#### Action item:
Filter this material down to the lines that hold "matching", copying each one.

#### Available data:
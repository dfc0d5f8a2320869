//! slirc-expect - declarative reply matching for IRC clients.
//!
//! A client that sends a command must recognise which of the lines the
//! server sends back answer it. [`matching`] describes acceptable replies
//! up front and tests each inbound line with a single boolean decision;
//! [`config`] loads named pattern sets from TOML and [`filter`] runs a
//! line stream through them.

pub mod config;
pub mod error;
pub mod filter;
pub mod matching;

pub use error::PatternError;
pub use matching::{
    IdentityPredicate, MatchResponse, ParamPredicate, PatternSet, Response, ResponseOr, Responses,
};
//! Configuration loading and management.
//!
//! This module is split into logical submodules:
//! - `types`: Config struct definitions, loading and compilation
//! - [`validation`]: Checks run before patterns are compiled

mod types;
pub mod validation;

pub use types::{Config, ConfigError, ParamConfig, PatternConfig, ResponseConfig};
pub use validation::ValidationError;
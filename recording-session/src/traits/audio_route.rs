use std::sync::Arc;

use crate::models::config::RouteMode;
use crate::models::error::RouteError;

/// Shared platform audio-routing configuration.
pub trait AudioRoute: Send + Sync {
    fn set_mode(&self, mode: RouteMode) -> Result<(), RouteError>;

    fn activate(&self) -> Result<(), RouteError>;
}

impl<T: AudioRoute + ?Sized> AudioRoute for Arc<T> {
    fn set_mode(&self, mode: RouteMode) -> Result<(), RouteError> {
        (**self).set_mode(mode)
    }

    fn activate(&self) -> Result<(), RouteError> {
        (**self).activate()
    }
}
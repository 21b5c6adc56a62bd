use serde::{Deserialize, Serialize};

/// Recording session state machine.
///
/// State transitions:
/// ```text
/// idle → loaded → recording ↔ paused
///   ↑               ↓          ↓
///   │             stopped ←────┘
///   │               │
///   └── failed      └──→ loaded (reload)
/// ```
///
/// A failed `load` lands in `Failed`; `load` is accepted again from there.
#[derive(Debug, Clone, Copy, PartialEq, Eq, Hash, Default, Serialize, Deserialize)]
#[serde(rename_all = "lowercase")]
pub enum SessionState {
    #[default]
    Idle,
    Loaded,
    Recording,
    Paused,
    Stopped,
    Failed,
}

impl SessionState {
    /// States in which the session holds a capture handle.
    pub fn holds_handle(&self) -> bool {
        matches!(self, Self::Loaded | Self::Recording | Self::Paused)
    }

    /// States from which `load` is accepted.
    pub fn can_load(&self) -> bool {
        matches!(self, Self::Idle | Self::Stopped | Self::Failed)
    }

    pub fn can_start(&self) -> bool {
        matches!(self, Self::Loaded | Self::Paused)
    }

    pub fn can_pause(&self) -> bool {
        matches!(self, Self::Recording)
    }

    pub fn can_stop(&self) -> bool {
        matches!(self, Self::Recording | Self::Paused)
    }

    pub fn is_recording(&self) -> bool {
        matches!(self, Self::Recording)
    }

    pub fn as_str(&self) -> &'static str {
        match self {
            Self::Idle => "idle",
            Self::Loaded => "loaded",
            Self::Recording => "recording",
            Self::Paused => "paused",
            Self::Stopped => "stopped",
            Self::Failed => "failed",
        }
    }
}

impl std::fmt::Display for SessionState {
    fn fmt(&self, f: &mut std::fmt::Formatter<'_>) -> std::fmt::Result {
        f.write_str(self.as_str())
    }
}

#### Task result:
//! slirc-expect - declarative reply matching for IRC clients.
//! server sends back answer it. [`matching`] describes acceptable replies
pub mod matching;
pub use matching::{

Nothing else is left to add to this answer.